• [TRY IT]
Scan the records and identify every line in which the string "closed" occurs, then return those lines.

[Stored data]
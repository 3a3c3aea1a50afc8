//! Periodic scheduling of server state checks.

use std::fmt;
use std::sync::Arc;
use std::time::Duration;
use tokio::runtime::Handle;
use tokio::task::JoinHandle;
use tokio::time::{self, MissedTickBehavior};

use crate::health::observer::ServerStateObserver;
use crate::lifecycle::{Shutdown, ShutdownSignal};
use crate::load_balancer::LoadBalancer;

/// What to check, how often, and on which runtime.
#[derive(Clone)]
pub struct ServerStateObservation {
    pub observer: Arc<dyn ServerStateObserver>,
    pub check_interval: Duration,
    pub runtime: Handle,
}

impl ServerStateObservation {
    pub fn new(observer: Arc<dyn ServerStateObserver>, check_interval: Duration, runtime: Handle) -> Self {
        Self {
            observer,
            check_interval,
            runtime,
        }
    }

    /// Start checking `load_balancer`; the first check runs immediately.
    pub fn start(self, load_balancer: Arc<dyn LoadBalancer>) -> ScheduledObservation {
        let shutdown = Shutdown::new();
        let signal = shutdown.subscribe();
        let handle = self
            .runtime
            .spawn(run(self.observer, self.check_interval, load_balancer, signal));

        ScheduledObservation { shutdown, handle }
    }
}

impl fmt::Debug for ServerStateObservation {
    fn fmt(&self, f: &mut fmt::Formatter<'_>) -> fmt::Result {
        f.debug_struct("ServerStateObservation")
            .field("observer", &self.observer)
            .field("check_interval", &self.check_interval)
            .finish()
    }
}

/// Handle to a running observation loop.
#[derive(Debug)]
pub struct ScheduledObservation {
    shutdown: Shutdown,
    handle: JoinHandle<()>,
}

impl ScheduledObservation {
    /// Stop scheduling further checks. A check already running completes.
    /// Returns `false` when already cancelled.
    pub fn cancel(&self) -> bool {
        self.shutdown.trigger()
    }

    pub fn is_cancelled(&self) -> bool {
        self.shutdown.is_triggered()
    }

    /// True once the loop has exited.
    pub fn is_finished(&self) -> bool {
        self.handle.is_finished()
    }
}

async fn run(
    observer: Arc<dyn ServerStateObserver>,
    check_interval: Duration,
    load_balancer: Arc<dyn LoadBalancer>,
    mut shutdown: ShutdownSignal,
) {
    // tokio::time::interval rejects a zero period.
    let period = check_interval.max(Duration::from_millis(1));
    let mut ticker = time::interval(period);
    ticker.set_missed_tick_behavior(MissedTickBehavior::Delay);

    tracing::info!(interval = ?period, "Server state observation starting");

    loop {
        tokio::select! {
            biased;
            _ = shutdown.recv() => {
                tracing::info!("Server state observation cancelled");
                break;
            }
            _ = ticker.tick() => {
                observer.check_server_state(load_balancer.as_ref()).await;
            }
        }
    }
}
//! Structured logging.
//!
//! # Responsibilities
//! - Initialize the tracing subscriber for the binary
//! - Configure log level from config, overridable via `RUST_LOG`
//!
//! The library itself only emits `tracing` events; it never installs a
//! subscriber.

use tracing_subscriber::{layer::SubscriberExt, util::SubscriberInitExt, EnvFilter};

/// Install a global fmt subscriber.
///
/// `level` is used when `RUST_LOG` is not set, e.g. `"info"` or
/// `"solr_async_client=debug"`.
pub fn init_logging(level: &str) {
    let filter = EnvFilter::try_from_default_env().unwrap_or_else(|_| EnvFilter::new(level));

    // A second init (tests, embedding) keeps the first subscriber.
    let _ = tracing_subscriber::registry()
        .with(filter)
        .with(tracing_subscriber::fmt::layer())
        .try_init();
}
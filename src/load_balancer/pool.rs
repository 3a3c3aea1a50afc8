//! Server registry.
//!
//! # Responsibilities
//! - Hold the servers a load balancer chooses from
//! - Track per-server health for selection and observation

use std::sync::Arc;

use crate::client::server::{ServerAddressError, SolrServer};
use crate::load_balancer::state::{ServerEntry, Thresholds};

/// Fixed set of servers with health state.
#[derive(Debug)]
pub struct ServerPool {
    entries: Vec<ServerEntry>,
    thresholds: Thresholds,
}

impl ServerPool {
    pub fn new(servers: Vec<Arc<SolrServer>>, thresholds: Thresholds) -> Self {
        Self {
            entries: servers.into_iter().map(ServerEntry::new).collect(),
            thresholds,
        }
    }

    /// Parse every address; fails on the first invalid one.
    pub fn from_addresses<S: AsRef<str>>(
        addresses: &[S],
        thresholds: Thresholds,
    ) -> Result<Self, ServerAddressError> {
        let servers = addresses
            .iter()
            .map(|a| SolrServer::new(a.as_ref()).map(Arc::new))
            .collect::<Result<Vec<_>, _>>()?;
        Ok(Self::new(servers, thresholds))
    }

    pub fn entries(&self) -> &[ServerEntry] {
        &self.entries
    }

    pub fn len(&self) -> usize {
        self.entries.len()
    }

    pub fn is_empty(&self) -> bool {
        self.entries.is_empty()
    }

    /// All registered servers, healthy or not.
    pub fn servers(&self) -> Vec<Arc<SolrServer>> {
        self.entries.iter().map(|e| e.server.clone()).collect()
    }

    pub fn entry(&self, server: &SolrServer) -> Option<&ServerEntry> {
        self.entries.iter().find(|e| e.server.as_ref() == server)
    }

    /// Feed an observation into the server's state machine.
    pub fn update(&self, server: &SolrServer, healthy: bool) {
        match self.entry(server) {
            Some(entry) if healthy => entry.mark_success(self.thresholds.healthy),
            Some(entry) => entry.mark_failure(self.thresholds.unhealthy),
            None => tracing::debug!(server = %server, "Ignoring state update for unknown server"),
        }
    }
}

#[cfg(test)]
mod tests {
    use super::*;

    #[test]
    fn test_from_addresses() {
        let pool = ServerPool::from_addresses(
            &["http://a:8983/solr/", "http://b:8983/solr"],
            Thresholds::default(),
        )
        .unwrap();
        assert_eq!(pool.len(), 2);
        assert_eq!(pool.servers()[0].base_url(), "http://a:8983/solr");

        assert!(ServerPool::from_addresses(&["nope"], Thresholds::default()).is_err());
    }

    #[test]
    fn test_update_unknown_server_ignored() {
        let pool = ServerPool::from_addresses(&["http://a:8983/solr"], Thresholds { healthy: 1, unhealthy: 1 }).unwrap();
        let other = SolrServer::new("http://z:8983/solr").unwrap();
        pool.update(&other, false);
        assert!(pool.entries()[0].is_healthy());

        let a = SolrServer::new("http://a:8983/solr").unwrap();
        pool.update(&a, false);
        assert!(!pool.entries()[0].is_healthy());
    }
}
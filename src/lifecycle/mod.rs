//! Lifecycle management subsystem.
//!
//! # Data Flow
//! ```text
//! Build (SolrClient::builder().build()):
//!     Create transport (or take the supplied one) → Spawn health observation
//!
//! Shutdown (SolrClient::shutdown):
//!     shutdown.rs trigger → observation loop exits after any in-flight check
//!     → transport closed if the client created it
//! ```
//!
//! # Design Decisions
//! - Shutdown is idempotent
//! - Transport ownership is decided once, at build time

pub mod shutdown;

pub use shutdown::{Shutdown, ShutdownSignal};
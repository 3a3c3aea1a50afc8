//! Health checking subsystem.
//!
//! # Data Flow
//! ```text
//! schedule.rs:
//!     Periodic timer (tokio interval on the configured runtime)
//!     → observer.rs ServerStateObserver::check_server_state
//!     → LoadBalancer::update_server_state per server
//!     → load_balancer/state.rs hysteresis
//! ```
//!
//! # Design Decisions
//! - The only long-lived background task of the client
//! - Cancelling stops future ticks; a running check completes
//! - Dropping the handle also ends the loop

pub mod observer;
pub mod schedule;

pub use observer::{PingStatusObserver, ServerStateObserver};
pub use schedule::{ScheduledObservation, ServerStateObservation};
//! Streaming relay: one validated chat request in, one streamed response out.
//!
//! The relay owns the per-request cancellation token. Fragments are pushed
//! through a bounded channel whose receiving half is the response body; when
//! the client disconnects the receiver drops, the session observes the closed
//! channel, cancels the token once, and stops consuming the model stream.

use std::convert::Infallible;
use std::sync::Arc;

use axum::body::Body;
use axum::http::{header, StatusCode};
use axum::response::{IntoResponse, Response};
use bytes::Bytes;
use futures::StreamExt;
use tokio::sync::mpsc;
use tokio_stream::wrappers::ReceiverStream;
use tokio_util::sync::CancellationToken;

use crate::backend::{select_model, FragmentStream, Message, ModelBackend, ModelHandle};
use crate::bridge::types::ChatRequest;
use crate::error::Error;

/// Channel depth between the model consumer and the response body.
const FRAGMENT_BUFFER: usize = 16;

/// Relay one chat request to a model and stream its output back.
///
/// Validation and selection failures produce structured error responses
/// before any model work; once a model is selected the response headers are
/// committed and every later failure is surfaced inline in the stream.
pub async fn relay_chat(backend: Arc<dyn ModelBackend>, request: ChatRequest) -> Response {
    let Some(prompt) = request.prompt() else {
        tracing::info!("Rejecting chat request without prompt");
        return Error::MissingPrompt.into_response();
    };

    let selector = request.selector();
    let model = match select_model(backend.as_ref(), &selector).await {
        Ok(model) => model,
        Err(e) => {
            tracing::warn!(
                vendor = %selector.vendor,
                family = ?selector.family,
                error = %e,
                "Model selection failed"
            );
            return e.into_response();
        }
    };

    tracing::info!(
        model = model.id(),
        vendor = %selector.vendor,
        "Relaying chat request"
    );

    let messages = vec![Message::user(prompt)];
    let options = request.options.clone();

    let (tx, rx) = mpsc::channel::<Bytes>(FRAGMENT_BUFFER);
    let session = StreamSession::new(tx);
    tokio::spawn(run_session(model, messages, options, session));

    let body = Body::from_stream(ReceiverStream::new(rx).map(Ok::<_, Infallible>));
    Response::builder()
        .status(StatusCode::OK)
        .header(header::CONTENT_TYPE, "text/plain; charset=utf-8")
        .header(header::X_CONTENT_TYPE_OPTIONS, "nosniff")
        .body(body)
        .unwrap()
}

/// Per-request stream state: one per in-flight request, owned by the
/// session task that created it.
struct StreamSession {
    cancel: CancellationToken,
    tx: mpsc::Sender<Bytes>,
    ended: bool,
}

impl StreamSession {
    fn new(tx: mpsc::Sender<Bytes>) -> Self {
        Self {
            cancel: CancellationToken::new(),
            tx,
            ended: false,
        }
    }

    /// Write one fragment to the response. Returns false once the client
    /// is gone; nothing is written after the session has ended.
    async fn write(&mut self, text: String) -> bool {
        if self.ended {
            return false;
        }
        if self.tx.send(Bytes::from(text)).await.is_err() {
            self.disconnected();
            return false;
        }
        true
    }

    /// The client went away. Cancels the token exactly once; a no-op if the
    /// session already ended.
    fn disconnected(&mut self) {
        if !self.ended {
            self.ended = true;
            self.cancel.cancel();
        }
    }

    /// Normal end of the session; later disconnects are no-ops.
    fn finish(&mut self) {
        self.ended = true;
    }
}

/// One step of the consume loop, computed inside the select and acted on
/// outside it.
enum Step {
    Disconnected,
    Fragment(String),
    Failed(Error),
    Done,
}

async fn run_session(
    model: Arc<dyn ModelHandle>,
    messages: Vec<Message>,
    options: Option<crate::backend::InvokeOptions>,
    mut session: StreamSession,
) {
    let mut stream: FragmentStream = match model
        .invoke(messages, options, session.cancel.clone())
        .await
    {
        Ok(stream) => stream,
        Err(e) => {
            // Headers are already committed; the error travels inline.
            tracing::error!(model = model.id(), error = %e, "Model invocation failed");
            session.write(error_marker(&e)).await;
            session.finish();
            return;
        }
    };

    loop {
        let step = tokio::select! {
            _ = session.tx.closed() => Step::Disconnected,
            next = stream.next() => match next {
                Some(Ok(fragment)) => Step::Fragment(fragment),
                Some(Err(e)) => Step::Failed(e),
                None => Step::Done,
            },
        };

        match step {
            Step::Fragment(fragment) => {
                if !session.write(fragment).await {
                    break;
                }
            }
            Step::Disconnected => {
                tracing::debug!(model = model.id(), "Client disconnected mid-stream");
                session.disconnected();
                break;
            }
            Step::Failed(e) => {
                tracing::error!(model = model.id(), error = %e, "Error while streaming from model");
                session.write(error_marker(&e)).await;
                break;
            }
            Step::Done => break,
        }
    }

    session.finish();
    // Dropping the sender finalizes the response body.
}

fn error_marker(e: &Error) -> String {
    format!("\nError from LLM service: {e}\n")
}
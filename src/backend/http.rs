//! HTTP model backend for OpenAI-compatible vendor endpoints.
//!
//! Vendors come from configuration: each exposes a base URL and a list of
//! model families. `list` filters that catalog by the request's selector;
//! `invoke` POSTs a streaming chat completion and yields the SSE
//! `delta.content` fragments, line-buffered across TCP chunk boundaries.

use std::sync::Arc;
use std::time::Duration;

use async_trait::async_trait;
use bytes::Bytes;
use futures::{Stream, StreamExt};
use reqwest::Client;
use tokio_util::sync::CancellationToken;

use super::{FragmentStream, InvokeOptions, Message, ModelBackend, ModelHandle, ModelSelector};
use crate::config::{ApiKey, VendorConfig};
use crate::error::{Error, Result};

/// Cap on a single buffered SSE line; a source that exceeds it is discarded.
const MAX_SSE_LINE: usize = 64 * 1024;

/// Production backend over configured OpenAI-compatible vendors.
pub struct HttpBackend {
    client: Client,
    vendors: Vec<VendorConfig>,
}

impl HttpBackend {
    /// Build a backend over the configured vendors.
    ///
    /// No overall request timeout is set: fragment streams are long-lived
    /// and cancellation is driven by the per-request token instead.
    pub fn new(vendors: Vec<VendorConfig>) -> Result<Self> {
        let client = Client::builder()
            .connect_timeout(Duration::from_secs(10))
            .build()
            .map_err(|e| Error::Invocation(format!("failed to build HTTP client: {e}")))?;

        Ok(Self { client, vendors })
    }
}

#[async_trait]
impl ModelBackend for HttpBackend {
    async fn list(&self, selector: &ModelSelector) -> Result<Vec<Arc<dyn ModelHandle>>> {
        let mut handles: Vec<Arc<dyn ModelHandle>> = Vec::new();

        for vendor in self.vendors.iter().filter(|v| v.name == selector.vendor) {
            for family in &vendor.families {
                if selector.family.as_deref().is_none_or(|wanted| wanted == family) {
                    handles.push(Arc::new(HttpModel {
                        client: self.client.clone(),
                        url: vendor.url.clone(),
                        api_key: vendor.api_key.clone(),
                        family: family.clone(),
                    }));
                }
            }
        }

        Ok(handles)
    }
}

/// One configured (vendor, family) pair, callable as a model.
struct HttpModel {
    client: Client,
    url: String,
    api_key: Option<ApiKey>,
    family: String,
}

#[async_trait]
impl ModelHandle for HttpModel {
    fn id(&self) -> &str {
        &self.family
    }

    async fn invoke(
        &self,
        messages: Vec<Message>,
        options: Option<InvokeOptions>,
        cancel: CancellationToken,
    ) -> Result<FragmentStream> {
        let mut payload = serde_json::Map::new();
        payload.insert("model".into(), self.family.clone().into());
        payload.insert(
            "messages".into(),
            serde_json::to_value(&messages)
                .map_err(|e| Error::Invocation(format!("failed to encode messages: {e}")))?,
        );
        payload.insert("stream".into(), true.into());
        // Pass-through options are opaque; reserved keys keep the bridge's values.
        if let Some(options) = options {
            for (key, value) in options {
                payload.entry(key).or_insert(value);
            }
        }

        let url = format!("{}/chat/completions", self.url.trim_end_matches('/'));
        let mut request = self
            .client
            .post(&url)
            .json(&serde_json::Value::Object(payload));
        if let Some(key) = &self.api_key {
            request = request.bearer_auth(key.expose_secret());
        }

        let response = request
            .send()
            .await
            .map_err(|e| Error::Invocation(format!("failed to reach vendor endpoint: {e}")))?;

        let status = response.status();
        if !status.is_success() {
            let body = response.text().await.unwrap_or_default();
            return Err(Error::Invocation(format!(
                "vendor endpoint returned {status}: {body}"
            )));
        }

        Ok(sse_fragments(response.bytes_stream(), cancel))
    }
}

/// Turn an SSE byte stream into a fragment stream, stopping on cancellation.
fn sse_fragments(
    bytes: impl Stream<Item = reqwest::Result<Bytes>> + Send + 'static,
    cancel: CancellationToken,
) -> FragmentStream {
    let fragments = bytes
        .take_until(cancel.cancelled_owned())
        .map(|chunk| {
            chunk.map_err(|e| Error::Invocation(format!("stream error from vendor endpoint: {e}")))
        })
        .scan(SseDecoder::new(), |decoder, chunk| {
            let out: Vec<Result<String>> = match chunk {
                Ok(bytes) => decoder.feed(&bytes).into_iter().map(Ok).collect(),
                Err(e) => vec![Err(e)],
            };
            futures::future::ready(Some(futures::stream::iter(out)))
        })
        .flatten();

    Box::pin(fragments)
}

/// Line-buffered extraction of `delta.content` from OpenAI-style SSE data.
///
/// Reassembles complete lines across chunk boundaries; non-`data:` SSE fields
/// and unparsable data lines are skipped; `[DONE]` ends extraction.
struct SseDecoder {
    buffer: Vec<u8>,
    done: bool,
}

impl SseDecoder {
    fn new() -> Self {
        Self {
            buffer: Vec::new(),
            done: false,
        }
    }

    /// Feed one chunk, returning the content fragments it completed.
    fn feed(&mut self, bytes: &[u8]) -> Vec<String> {
        let mut fragments = Vec::new();
        if self.done {
            return fragments;
        }

        self.buffer.extend_from_slice(bytes);
        if self.buffer.len() > MAX_SSE_LINE && !self.buffer.contains(&b'\n') {
            tracing::warn!("Discarding oversized SSE line from vendor endpoint");
            self.buffer.clear();
            return fragments;
        }

        while let Some(pos) = self.buffer.iter().position(|&b| b == b'\n') {
            let line: Vec<u8> = self.buffer.drain(..=pos).collect();
            let line = String::from_utf8_lossy(&line);
            if let Some(fragment) = self.decode_line(line.trim_end_matches(['\r', '\n'])) {
                fragments.push(fragment);
            }
            if self.done {
                break;
            }
        }

        fragments
    }

    /// Extract the content delta from one complete SSE line, if any.
    fn decode_line(&mut self, line: &str) -> Option<String> {
        let data = line.strip_prefix("data:")?.trim_start();
        if data == "[DONE]" {
            self.done = true;
            return None;
        }

        let value: serde_json::Value = serde_json::from_str(data).ok()?;
        let content = value
            .get("choices")?
            .get(0)?
            .get("delta")?
            .get("content")?
            .as_str()?;
        if content.is_empty() {
            None
        } else {
            Some(content.to_string())
        }
    }
}
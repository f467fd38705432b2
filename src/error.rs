//! Error types for llm-bridge.

use axum::http::StatusCode;
use axum::response::{IntoResponse, Response};

/// Result type alias for llm-bridge operations.
pub type Result<T> = std::result::Result<T, Error>;

/// Main error type for llm-bridge.
#[derive(Debug, thiserror::Error)]
pub enum Error {
    #[error("Configuration error: {0}")]
    Config(#[from] crate::config::ConfigError),

    #[error("Failed to parse request body: {0}")]
    MalformedBody(#[source] serde_json::Error),

    #[error("Prompt is required in the request body.")]
    MissingPrompt,

    #[error("{}", no_model_message(.vendor, .family))]
    NoModelAvailable {
        vendor: String,
        family: Option<String>,
    },

    #[error("{0}")]
    Invocation(String),

    #[error("Listener error: {0}")]
    Listener(#[source] std::io::Error),

    #[error("I/O error while reading request: {0}")]
    Io(#[from] std::io::Error),
}

fn no_model_message(vendor: &str, family: &Option<String>) -> String {
    match family {
        Some(family) => format!(
            "No suitable language model found for vendor '{}' and family '{}'.",
            vendor, family
        ),
        None => format!("No suitable language model found for vendor '{}'.", vendor),
    }
}

impl IntoResponse for Error {
    fn into_response(self) -> Response {
        let (status, body) = match &self {
            Error::MissingPrompt => (
                StatusCode::BAD_REQUEST,
                serde_json::json!({ "error": self.to_string() }),
            ),
            Error::NoModelAvailable { .. } => (
                StatusCode::SERVICE_UNAVAILABLE,
                serde_json::json!({ "error": self.to_string() }),
            ),
            // Everything else surfaces as an opaque processing failure; the
            // underlying diagnostic travels in "details".
            _ => (
                StatusCode::INTERNAL_SERVER_ERROR,
                serde_json::json!({
                    "error": "Failed to process chat request.",
                    "details": self.to_string(),
                }),
            ),
        };

        (status, axum::Json(body)).into_response()
    }
}
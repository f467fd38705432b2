//! Chat request types.

use serde::Deserialize;

use crate::backend::ModelSelector;

/// Vendor used when the request does not name one.
pub const DEFAULT_VENDOR: &str = "copilot";

/// An incoming chat request.
///
/// `prompt` is kept as a raw JSON value so that an absent, empty, or
/// non-string prompt is a validation failure (400), never a
/// deserialization failure.
#[derive(Debug, Clone, Deserialize)]
pub struct ChatRequest {
    #[serde(default)]
    prompt: serde_json::Value,
    pub vendor: Option<String>,
    pub family: Option<String>,
    /// Opaque options, passed through verbatim to the model invocation.
    pub options: Option<serde_json::Map<String, serde_json::Value>>,
}

impl ChatRequest {
    /// The prompt, if present as a non-empty string.
    pub fn prompt(&self) -> Option<&str> {
        self.prompt.as_str().filter(|s| !s.is_empty())
    }

    /// The selector for this request, applying the vendor default.
    pub fn selector(&self) -> ModelSelector {
        ModelSelector {
            vendor: self
                .vendor
                .clone()
                .unwrap_or_else(|| DEFAULT_VENDOR.to_string()),
            family: self.family.clone(),
        }
    }
}

#[cfg(test)]
mod tests {
    use super::*;

    fn parse(json: serde_json::Value) -> ChatRequest {
        serde_json::from_value(json).unwrap()
    }

    #[test]
    fn prompt_present() {
        let req = parse(serde_json::json!({ "prompt": "hello" }));
        assert_eq!(req.prompt(), Some("hello"));
    }

    #[test]
    fn prompt_absent() {
        let req = parse(serde_json::json!({}));
        assert_eq!(req.prompt(), None);
    }

    #[test]
    fn prompt_empty_string() {
        let req = parse(serde_json::json!({ "prompt": "" }));
        assert_eq!(req.prompt(), None);
    }

    #[test]
    fn prompt_non_string() {
        let req = parse(serde_json::json!({ "prompt": 42 }));
        assert_eq!(req.prompt(), None);
    }

    #[test]
    fn selector_defaults_vendor() {
        let req = parse(serde_json::json!({ "prompt": "hi" }));
        let selector = req.selector();
        assert_eq!(selector.vendor, DEFAULT_VENDOR);
        assert!(selector.family.is_none());
    }

    #[test]
    fn selector_uses_request_fields() {
        let req = parse(serde_json::json!({
            "prompt": "hi",
            "vendor": "local",
            "family": "llama-3.1",
        }));
        let selector = req.selector();
        assert_eq!(selector.vendor, "local");
        assert_eq!(selector.family.as_deref(), Some("llama-3.1"));
    }

    #[test]
    fn options_pass_through() {
        let req = parse(serde_json::json!({
            "prompt": "hi",
            "options": { "temperature": 0.2, "max_tokens": 64 },
        }));
        let options = req.options.unwrap();
        assert_eq!(options["temperature"], serde_json::json!(0.2));
        assert_eq!(options["max_tokens"], serde_json::json!(64));
    }
}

• [SOLUTION]
//!     → transport closed if the client created it
//! the client disconnects the receiver drops, the session observes the closed
            _ = session.tx.closed() => Step::Disconnected,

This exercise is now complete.